# EXERCISE:
Copy each line below exactly.

Stored data entries:

=== Section Start ===

//! REST client for the state store and its pub/sub transport.

use std::time::Duration;

use async_trait::async_trait;
use serde::Deserialize;

use quern_core::config::ApiSettings;
use quern_core::{Node, NodeId, NodeState};

use crate::bus::{EventBus, EventSubscription, NodeEvent};
use crate::error::{Error, Result};
use crate::store::{CasOutcome, NodeFilter, NodeStore};

/// REST state store client.
///
/// Every method maps onto the store's CRUD surface; `update` carries the
/// expected prior state in an `If-Match` header so the store can
/// linearize concurrent transitions.
#[derive(Debug, Clone)]
pub struct HttpStore {
    base_url: String,
    token: Option<String>,
    client: reqwest::Client,
}

#[derive(Debug, Deserialize)]
struct StateBody {
    state: NodeState,
}

#[derive(Debug, Deserialize)]
struct SubscriptionBody {
    id: u64,
}

impl HttpStore {
    /// Creates a client from API settings.
    ///
    /// # Errors
    ///
    /// Returns a configuration error if the HTTP client cannot be built.
    pub fn new(settings: &ApiSettings, token: Option<String>) -> Result<Self> {
        let client = reqwest::Client::builder()
            .timeout(Duration::from_secs(settings.timeout_secs))
            .build()
            .map_err(|e| Error::store_with_source("building http client", e))?;
        Ok(Self {
            base_url: settings.url.trim_end_matches('/').to_string(),
            token,
            client,
        })
    }

    fn request(&self, method: reqwest::Method, path: &str) -> reqwest::RequestBuilder {
        let mut builder = self
            .client
            .request(method, format!("{}{path}", self.base_url));
        if let Some(token) = &self.token {
            builder = builder.bearer_auth(token);
        }
        builder
    }
}

#[async_trait]
impl NodeStore for HttpStore {
    async fn create(&self, node: Node) -> Result<Node> {
        let response = self
            .request(reqwest::Method::POST, "/nodes")
            .json(&node)
            .send()
            .await
            .map_err(|e| Error::store_with_source("creating node", e))?;

        match response.status() {
            status if status.is_success() => response
                .json::<Node>()
                .await
                .map_err(|e| Error::store_with_source("decoding created node", e)),
            reqwest::StatusCode::CONFLICT => {
                let parent = node.parent.clone().unwrap_or_else(|| NodeId::new("?"));
                let actual = response
                    .json::<StateBody>()
                    .await
                    .map(|body| body.state)
                    .unwrap_or(NodeState::Closing);
                Err(Error::ParentClosed {
                    parent,
                    state: actual,
                })
            }
            status => Err(Error::store(format!("create returned {status}"))),
        }
    }

    async fn get(&self, id: &NodeId) -> Result<Option<Node>> {
        let response = self
            .request(reqwest::Method::GET, &format!("/nodes/{id}"))
            .send()
            .await
            .map_err(|e| Error::store_with_source("fetching node", e))?;

        match response.status() {
            reqwest::StatusCode::NOT_FOUND => Ok(None),
            status if status.is_success() => response
                .json::<Node>()
                .await
                .map(Some)
                .map_err(|e| Error::store_with_source("decoding node", e)),
            status => Err(Error::store(format!("get returned {status}"))),
        }
    }

    async fn find(&self, filter: &NodeFilter) -> Result<Vec<Node>> {
        let response = self
            .request(reqwest::Method::GET, "/nodes")
            .query(&filter.to_query_pairs())
            .send()
            .await
            .map_err(|e| Error::store_with_source("listing nodes", e))?;

        let status = response.status();
        if !status.is_success() {
            return Err(Error::store(format!("list returned {status}")));
        }
        response
            .json::<Vec<Node>>()
            .await
            .map_err(|e| Error::store_with_source("decoding node list", e))
    }

    async fn update(&self, node: &Node, expected_state: Option<NodeState>) -> Result<CasOutcome> {
        let mut builder = self
            .request(reqwest::Method::PATCH, &format!("/nodes/{}", node.id))
            .json(node);
        if let Some(expected) = expected_state {
            builder = builder.header("If-Match", expected.as_str());
        }

        let response = builder
            .send()
            .await
            .map_err(|e| Error::store_with_source("updating node", e))?;

        match response.status() {
            reqwest::StatusCode::PRECONDITION_FAILED => {
                let actual = response
                    .json::<StateBody>()
                    .await
                    .map(|body| body.state)
                    .unwrap_or(NodeState::Done);
                Ok(CasOutcome::StateMismatch { actual })
            }
            reqwest::StatusCode::NOT_FOUND => Err(Error::NodeNotFound {
                id: node.id.clone(),
            }),
            status if status.is_success() => response
                .json::<Node>()
                .await
                .map(CasOutcome::Updated)
                .map_err(|e| Error::store_with_source("decoding updated node", e)),
            status => Err(Error::store(format!("update returned {status}"))),
        }
    }
}

struct HttpSubscription {
    base_url: String,
    token: Option<String>,
    client: reqwest::Client,
    sub_id: u64,
}

#[async_trait]
impl EventSubscription for HttpSubscription {
    async fn next(&mut self) -> Result<Option<NodeEvent>> {
        loop {
            let mut builder = self
                .client
                .get(format!("{}/listen/{}", self.base_url, self.sub_id));
            if let Some(token) = &self.token {
                builder = builder.bearer_auth(token);
            }

            let response = builder
                .send()
                .await
                .map_err(|e| Error::bus(format!("listening for events: {e}")))?;

            match response.status() {
                // Long-poll window elapsed with nothing to deliver.
                reqwest::StatusCode::NO_CONTENT => continue,
                reqwest::StatusCode::NOT_FOUND => return Ok(None),
                status if status.is_success() => {
                    let event = response
                        .json::<NodeEvent>()
                        .await
                        .map_err(|e| Error::bus(format!("decoding event: {e}")))?;
                    return Ok(Some(event));
                }
                status => return Err(Error::bus(format!("listen returned {status}"))),
            }
        }
    }
}

#[async_trait]
impl EventBus for HttpStore {
    async fn subscribe(&self, channel: &str) -> Result<Box<dyn EventSubscription>> {
        let response = self
            .request(reqwest::Method::POST, &format!("/subscribe/{channel}"))
            .send()
            .await
            .map_err(|e| Error::bus(format!("subscribing to {channel}: {e}")))?;

        let status = response.status();
        if !status.is_success() {
            return Err(Error::bus(format!("subscribe returned {status}")));
        }
        let body = response
            .json::<SubscriptionBody>()
            .await
            .map_err(|e| Error::bus(format!("decoding subscription: {e}")))?;

        // Long polls idle until an event arrives; they get a wider window
        // than regular CRUD calls.
        let client = reqwest::Client::builder()
            .timeout(Duration::from_secs(90))
            .build()
            .map_err(|e| Error::bus(format!("building listen client: {e}")))?;

        Ok(Box::new(HttpSubscription {
            base_url: self.base_url.clone(),
            token: self.token.clone(),
            client,
            sub_id: body.id,
        }))
    }

    async fn publish(&self, channel: &str, event: &NodeEvent) -> Result<()> {
        let response = self
            .request(reqwest::Method::POST, &format!("/publish/{channel}"))
            .json(event)
            .send()
            .await
            .map_err(|e| Error::bus(format!("publishing to {channel}: {e}")))?;

        let status = response.status();
        if !status.is_success() {
            return Err(Error::bus(format!("publish returned {status}")));
        }
        Ok(())
    }
}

=== Section End ===

# YOUR RESPONSE:
//! REST client for the state store and its pub/sub transport.

use std::time::Duration;

use async_trait::async_trait;
use serde::Deserialize;

use quern_core::config::ApiSettings;
use quern_core::{Node, NodeId, NodeState};

use crate::bus::{EventBus, EventSubscription, NodeEvent};
use crate::error::{Error, Result};
use crate::store::{CasOutcome, NodeFilter, NodeStore};

/// REST state store client.
///
/// Every method maps onto the store's CRUD surface; `update` carries the
/// expected prior state in an `If-Match` header so the store can
/// linearize concurrent transitions.
#[derive(Debug, Clone)]
pub struct HttpStore {
    base_url: String,
    token: Option<String>,
    client: reqwest::Client,
}

#[derive(Debug, Deserialize)]
struct StateBody {
    state: NodeState,
}

#[derive(Debug, Deserialize)]
struct SubscriptionBody {
    id: u64,
}

impl HttpStore {
    /// Creates a client from API settings.
    ///
    /// # Errors
    ///
    /// Returns a configuration error if the HTTP client cannot be built.
    pub fn new(settings: &ApiSettings, token: Option<String>) -> Result<Self> {
        let client = reqwest::Client::builder()
            .timeout(Duration::from_secs(settings.timeout_secs))
            .build()
            .map_err(|e| Error::store_with_source("building http client", e))?;
        Ok(Self {
            base_url: settings.url.trim_end_matches('/').to_string(),
            token,
            client,
        })
    }

    fn request(&self, method: reqwest::Method, path: &str) -> reqwest::RequestBuilder {
        let mut builder = self
            .client
            .request(method, format!("{}{path}", self.base_url));
        if let Some(token) = &self.token {
            builder = builder.bearer_auth(token);
        }
        builder
    }
}

#[async_trait]
impl NodeStore for HttpStore {
    async fn create(&self, node: Node) -> Result<Node> {
        let response = self
            .request(reqwest::Method::POST, "/nodes")
            .json(&node)
            .send()
            .await
            .map_err(|e| Error::store_with_source("creating node", e))?;

        match response.status() {
            status if status.is_success() => response
                .json::<Node>()
                .await
                .map_err(|e| Error::store_with_source("decoding created node", e)),
            reqwest::StatusCode::CONFLICT => {
                let parent = node.parent.clone().unwrap_or_else(|| NodeId::new("?"));
                let actual = response
                    .json::<StateBody>()
                    .await
                    .map(|body| body.state)
                    .unwrap_or(NodeState::Closing);
                Err(Error::ParentClosed {
                    parent,
                    state: actual,
                })
            }
            status => Err(Error::store(format!("create returned {status}"))),
        }
    }

    async fn get(&self, id: &NodeId) -> Result<Option<Node>> {
        let response = self
            .request(reqwest::Method::GET, &format!("/nodes/{id}"))
            .send()
            .await
            .map_err(|e| Error::store_with_source("fetching node", e))?;

        match response.status() {
            reqwest::StatusCode::NOT_FOUND => Ok(None),
            status if status.is_success() => response
                .json::<Node>()
                .await
                .map(Some)
                .map_err(|e| Error::store_with_source("decoding node", e)),
            status => Err(Error::store(format!("get returned {status}"))),
        }
    }

    async fn find(&self, filter: &NodeFilter) -> Result<Vec<Node>> {
        let response = self
            .request(reqwest::Method::GET, "/nodes")
            .query(&filter.to_query_pairs())
            .send()
            .await
            .map_err(|e| Error::store_with_source("listing nodes", e))?;

        let status = response.status();
        if !status.is_success() {
            return Err(Error::store(format!("list returned {status}")));
        }
        response
            .json::<Vec<Node>>()
            .await
            .map_err(|e| Error::store_with_source("decoding node list", e))
    }

    async fn update(&self, node: &Node, expected_state: Option<NodeState>) -> Result<CasOutcome> {
        let mut builder = self
            .request(reqwest::Method::PATCH, &format!("/nodes/{}", node.id))
            .json(node);
        if let Some(expected) = expected_state {
            builder = builder.header("If-Match", expected.as_str());
        }

        let response = builder
            .send()
            .await
            .map_err(|e| Error::store_with_source("updating node", e))?;

        match response.status() {
            reqwest::StatusCode::PRECONDITION_FAILED => {
                let actual = response
                    .json::<StateBody>()
                    .await
                    .map(|body| body.state)
                    .unwrap_or(NodeState::Done);
                Ok(CasOutcome::StateMismatch { actual })
            }
            reqwest::StatusCode::NOT_FOUND => Err(Error::NodeNotFound {
                id: node.id.clone(),
            }),
            status if status.is_success() => response
                .json::<Node>()
                .await
                .map(CasOutcome::Updated)
                .map_err(|e| Error::store_with_source("decoding updated node", e)),
            status => Err(Error::store(format!("update returned {status}"))),
        }
    }
}

struct HttpSubscription {
    base_url: String,
    token: Option<String>,
    client: reqwest::Client,
    sub_id: u64,
}

#[async_trait]
impl EventSubscription for HttpSubscription {
    async fn next(&mut self) -> Result<Option<NodeEvent>> {
        loop {
            let mut builder = self
                .client
                .get(format!("{}/listen/{}", self.base_url, self.sub_id));
            if let Some(token) = &self.token {
                builder = builder.bearer_auth(token);
            }

            let response = builder
                .send()
                .await
                .map_err(|e| Error::bus(format!("listening for events: {e}")))?;

            match response.status() {
                // Long-poll window elapsed with nothing to deliver.
                reqwest::StatusCode::NO_CONTENT => continue,
                reqwest::StatusCode::NOT_FOUND => return Ok(None),
                status if status.is_success() => {
                    let event = response
                        .json::<NodeEvent>()
                        .await
                        .map_err(|e| Error::bus(format!("decoding event: {e}")))?;
                    return Ok(Some(event));
                }
                status => return Err(Error::bus(format!("listen returned {status}"))),
            }
        }
    }
}

#[async_trait]
impl EventBus for HttpStore {
    async fn subscribe(&self, channel: &str) -> Result<Box<dyn EventSubscription>> {
        let response = self
            .request(reqwest::Method::POST, &format!("/subscribe/{channel}"))
            .send()
            .await
            .map_err(|e| Error::bus(format!("subscribing to {channel}: {e}")))?;

        let status = response.status();
        if !status.is_success() {
            return Err(Error::bus(format!("subscribe returned {status}")));
        }
        let body = response
            .json::<SubscriptionBody>()
            .await
            .map_err(|e| Error::bus(format!("decoding subscription: {e}")))?;

        // Long polls idle until an event arrives; they get a wider window
        // than regular CRUD calls.
        let client = reqwest::Client::builder()
            .timeout(Duration::from_secs(90))
            .build()
            .map_err(|e| Error::bus(format!("building listen client: {e}")))?;

        Ok(Box::new(HttpSubscription {
            base_url: self.base_url.clone(),
            token: self.token.clone(),
            client,
            sub_id: body.id,
        }))
    }

    async fn publish(&self, channel: &str, event: &NodeEvent) -> Result<()> {
        let response = self
            .request(reqwest::Method::POST, &format!("/publish/{channel}"))
            .json(event)
            .send()
            .await
            .map_err(|e| Error::bus(format!("publishing to {channel}: {e}")))?;

        let status = response.status();
        if !status.is_success() {
            return Err(Error::bus(format!("publish returned {status}")));
        }
        Ok(())
    }
}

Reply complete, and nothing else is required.